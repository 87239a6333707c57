//! Guest provisioning.
//!
//! Provisioning runs in three steps over SSH: the options are written to the
//! guest, the bootstrap password is installed, then the provisioning script
//! runs. [`prepare`] covers the first two and always runs after the VM
//! starts, so a skipped or interrupted run can be resumed with `provision`,
//! which reads the options back.

use crate::config::{VmConfig, SSH_HOST};
use crate::context::Context;
use crate::opts::StartOpts;
use pcfdev_vm::{Result, VmError};
use serde::{Deserialize, Serialize};

/// Guest file holding the options of the last provisioning run.
pub const PROVISION_OPTIONS_PATH: &str = "/var/pcfdev/provision-options.json";

/// Guest file the provisioning script creates once the platform is healthy.
pub const PROVISIONED_MARKER_PATH: &str = "/run/pcfdev-healthcheck";

/// Guest provisioning script.
const PROVISION_SCRIPT: &str = "/var/pcfdev/provision";

/// Guest CA certificate, trusted by `trust`.
pub const CA_CERT_PATH: &str = "/var/pcfdev/openssl/ca_cert.pem";

/// SHA-512 crypt hash of the bootstrap `vcap` password.
const BOOTSTRAP_PASSWORD_HASH: &str =
    "$6$YmhF.pIF$EBQqLoVjtmcYsvt6BOPqQHLDSUNFx.zmX6dUv55/BnBTgbQmDkiZfJSrRDFtUOWn5IjMc5EyqzOBeT48DJh/Y/";

/// Output of the marker check when provisioning completed.
const PROVISIONED: &str = "provisioned";

/// Administrator credentials created by provisioning.
pub const ADMIN_USER: &str = "admin";
/// Password of [`ADMIN_USER`].
pub const ADMIN_PASSWORD: &str = "admin";
/// Org targeted by `target`.
pub const DEFAULT_ORG: &str = "pcfdev-org";

/// Options the provisioning script is run with.
#[derive(Debug, Clone, PartialEq, Eq, Serialize, Deserialize)]
pub struct ProvisionOptions {
    /// System domain
    pub domain: String,
    /// VM address
    pub ip: String,
    /// Comma-separated services
    pub services: String,
    /// Insecure docker registries
    #[serde(default)]
    pub registries: Vec<String>,
}

impl ProvisionOptions {
    /// Options for `config`, taking services and registries from `opts`.
    pub fn new(config: &VmConfig, opts: &StartOpts, default_services: &str) -> Self {
        Self {
            domain: config.domain.clone(),
            ip: config.ip.to_string(),
            services: opts
                .services
                .clone()
                .unwrap_or_else(|| default_services.to_string()),
            registries: opts.registries.clone(),
        }
    }

    /// Command running the provisioning script.
    pub fn script_command(&self) -> String {
        format!(
            "sudo -H {PROVISION_SCRIPT} \"{}\" \"{}\" \"{}\" \"{}\"",
            self.domain,
            self.ip,
            self.services,
            self.registries.join(",")
        )
    }

    /// Command persisting these options on the guest.
    pub fn write_command(&self) -> std::result::Result<String, serde_json::Error> {
        let json = serde_json::to_string(self)?;
        Ok(format!(
            "echo '{}' | sudo tee {PROVISION_OPTIONS_PATH} > /dev/null",
            json.replace('\'', "'\\''")
        ))
    }
}

/// Command installing the bootstrap password.
pub fn bootstrap_password_command() -> String {
    format!("echo 'vcap:{BOOTSTRAP_PASSWORD_HASH}' | sudo chpasswd -e")
}

/// Command printing the stored options, or nothing when absent.
pub fn read_options_command() -> String {
    format!("if [ -f {PROVISION_OPTIONS_PATH} ]; then sudo cat {PROVISION_OPTIONS_PATH}; fi")
}

/// Command printing a token when provisioning completed.
pub fn marker_check_command() -> String {
    format!("if [ -e {PROVISIONED_MARKER_PATH} ]; then echo {PROVISIONED}; fi")
}

/// Whether the output of [`marker_check_command`] reports completion.
pub fn is_provisioned(output: &str) -> bool {
    output.trim() == PROVISIONED
}

/// Parse the output of [`read_options_command`]; `None` when absent.
pub fn parse_options(output: &str) -> std::result::Result<Option<ProvisionOptions>, serde_json::Error> {
    let trimmed = output.trim();
    if trimmed.is_empty() {
        return Ok(None);
    }
    serde_json::from_str(trimmed).map(Some)
}

/// Persist options and install the bootstrap password.
///
/// Once this has run, the script can be started later from the stored
/// options.
pub async fn prepare(ctx: &Context, config: &VmConfig, options: &ProvisionOptions) -> Result<()> {
    let write = options
        .write_command()
        .map_err(|e| VmError::Config(format!("failed to encode provisioning options: {e}")))?;
    ctx.shell
        .run_command(&write, SSH_HOST, config.ssh_port, ctx.settings.ssh_timeout)
        .await?;

    ctx.shell
        .run_command(
            &bootstrap_password_command(),
            SSH_HOST,
            config.ssh_port,
            ctx.settings.ssh_timeout,
        )
        .await?;

    tracing::debug!(vm = %config.name, "Stored provisioning options");
    Ok(())
}

/// Run the provisioning script with `options`.
pub async fn run_script(ctx: &Context, config: &VmConfig, options: &ProvisionOptions) -> Result<()> {
    let start = std::time::Instant::now();
    tracing::info!(
        vm = %config.name,
        domain = %options.domain,
        services = %options.services,
        "Running provisioning script"
    );

    ctx.shell
        .run_command(
            &options.script_command(),
            SSH_HOST,
            config.ssh_port,
            ctx.settings.provision_timeout,
        )
        .await?;

    tracing::info!(
        vm = %config.name,
        elapsed_ms = start.elapsed().as_millis() as u64,
        "Provisioning finished"
    );
    Ok(())
}

/// Login help printed once the platform is up.
pub fn help_text(domain: &str) -> String {
    format!(
        "PCF Dev is now running.\n\
         To begin using PCF Dev, please run:\n   \
         cf login -a https://api.{domain} --skip-ssl-validation\n\
         Apps Manager URL: https://apps.{domain}\n\
         Admin user => Email: {ADMIN_USER} / Password: {ADMIN_PASSWORD}\n\
         Regular user => Email: user / Password: pass"
    )
}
────────────────────────────────────────
Task description:
For every line in the data above that holds "printing", return the line itself.

The completed task:
/// Command printing the stored options, or nothing when absent.
/// Command printing a token when provisioning completed.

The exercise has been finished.